Unlike many commercial fisheries that have mandatory reporting, the collection of catch and effort data in recreational fisheries often relies on either off-site surveys (e.g. diary, mail, and phone) or on-site surveys (e.g. access point, roving, and aerial) (Lyle et al., 2010; Hartill et al., 2012; Rocklin et al., 2014; Wynne-Jones et al., 2014; Teixeira et al., 2016; Bellanger and Levrel, 2017). Advantages of off-site surveys over on-site surveys include coverage of larger geographical areas at lower costs and the ability to survey a larger number of fishers. They also have the ability to collect data for fishing at any location and any time of the day, including night-time fishing. A disadvantage is that they rely on self-reporting by fishers and independent verification of the quality and legitimacy of recall data (Ashford et al., 2010; Dorow and Arlinghaus, 2011; Hartill and Edwards, 2015; Roach et al., 1999). On the other hand, on-site surveys provide accurate information about fishing activity for the locations and time periods covered by the survey, including the harvest and biological characteristics of retained fish, which are directly observed and measured by trained interviewers (Pollock et al., 1994). In many countries, off-site survey methods are predominantly used in national or statewide recreational fishing surveys, in particular, for fisheries with a licence registry, while on-site surveys are usually used at smaller spatial scales for geographically defined fisheries or specific fish species (Barbieri et al., 2017; Hartill et al., 2012; Strehlow et al., 2012). However, the advantages and disadvantages for the different approaches need to be considered for achieving robust and cost-effective survey data, which is the goal for fishery researchers in many jurisdictions.
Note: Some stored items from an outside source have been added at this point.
use std::collections::HashMap;
use std::io::Read;

use crate::error::WebError;

#[derive(Debug, Clone, Copy, PartialEq, Eq)]
pub enum HttpMethod {
    Get,
    Post,
}

impl HttpMethod {
    fn parse(value: &str) -> Result<Self, WebError> {
        match value {
            "GET" => Ok(Self::Get),
            "POST" => Ok(Self::Post),
            other => Err(WebError::Parse(format!("unsupported method: {other}"))),
        }
    }
}

#[derive(Debug, Clone, PartialEq, Eq)]
pub struct HttpRequest {
    pub method: HttpMethod,
    pub path: String,
    pub query: HashMap<String, String>,
    pub headers: HashMap<String, String>,
}

/// Parse the request head from a stream. Bodies are not consumed; the
/// dashboard API is GET-only.
pub fn parse_request(stream: &mut impl Read) -> Result<HttpRequest, WebError> {
    const MAX_HEADER_BYTES: usize = 64 * 1024;
    const CHUNK_SIZE: usize = 1024;

    let mut bytes = Vec::new();
    let mut header_end = None;

    loop {
        let mut chunk = [0_u8; CHUNK_SIZE];
        let read = stream.read(&mut chunk)?;
        if read == 0 {
            break;
        }
        bytes.extend_from_slice(&chunk[..read]);

        if bytes.len() > MAX_HEADER_BYTES {
            return Err(WebError::Parse("request headers too large".to_string()));
        }
        if let Some(pos) = bytes.windows(4).position(|w| w == b"\r\n\r\n") {
            header_end = Some(pos + 4);
            break;
        }
    }

    let header_end = header_end.ok_or_else(|| WebError::Parse("incomplete request".to_string()))?;
    let head = std::str::from_utf8(&bytes[..header_end])
        .map_err(|_| WebError::Parse("headers are not valid UTF-8".to_string()))?;

    let mut lines = head.split("\r\n");
    let request_line = lines
        .next()
        .ok_or_else(|| WebError::Parse("missing request line".to_string()))?;

    let mut parts = request_line.split_whitespace();
    let method = parts
        .next()
        .ok_or_else(|| WebError::Parse("missing HTTP method".to_string()))?;
    let target = parts
        .next()
        .ok_or_else(|| WebError::Parse("missing request path".to_string()))?;
    let version = parts
        .next()
        .ok_or_else(|| WebError::Parse("missing HTTP version".to_string()))?;
    if !version.starts_with("HTTP/1.") {
        return Err(WebError::Parse(format!("unsupported HTTP version: {version}")));
    }

    let method = HttpMethod::parse(method)?;
    let (path, query) = split_target(target);

    let mut headers = HashMap::new();
    for line in lines {
        if line.is_empty() {
            continue;
        }
        let (name, value) = line
            .split_once(':')
            .ok_or_else(|| WebError::Parse(format!("malformed header: {line}")))?;
        headers.insert(name.trim().to_ascii_lowercase(), value.trim().to_string());
    }

    Ok(HttpRequest {
        method,
        path,
        query,
        headers,
    })
}

fn split_target(target: &str) -> (String, HashMap<String, String>) {
    let Some((path, raw_query)) = target.split_once('?') else {
        return (target.to_string(), HashMap::new());
    };

    let mut query = HashMap::new();
    for pair in raw_query.split('&') {
        if pair.is_empty() {
            continue;
        }
        match pair.split_once('=') {
            Some((name, value)) => query.insert(name.to_string(), value.to_string()),
            None => query.insert(pair.to_string(), String::new()),
        };
    }
    (path.to_string(), query)
}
Development of robust and cost-effective surveys is in demand for long-term monitoring of recreational fisheries globally (Bellanger and Levrel, 2017; Ma et al., 2018; Pita et al., 2017). The trade-offs considered for developing survey methods are often the sample size, level of sampling intensity and cost of an appropriate survey method (Georgeson et al., 2015). Probability-based surveys provide a means of estimating sampling error, and thus the precision or uncertainty associated with estimates. However, bias from non-response and sampling errors which are difficult to measure can influence the accuracy of estimates. The use of time-lapse cameras to collect boating activities at boat ramps provides a useful alternative to collect effort data that can improve the accuracy and precision of estimates (Hartill et al., 2019, 2016; Keller et al., 2016; Stahr and Knudsen, 2018; Taylor et al., 2018). Estimates from independent survey methods may be compared to understand potential bias in estimates derived from survey data, which need to be reliable if they are to inform resource assessment and fishery management. Inferences drawn from survey data for use in management decisions also need to be accepted by managers and stakeholders. In other words, evaluating survey methods may provide information that can increase confidence in the use of catch estimates in management decision making for recreational fisheries (Hartill and Edwards, 2015).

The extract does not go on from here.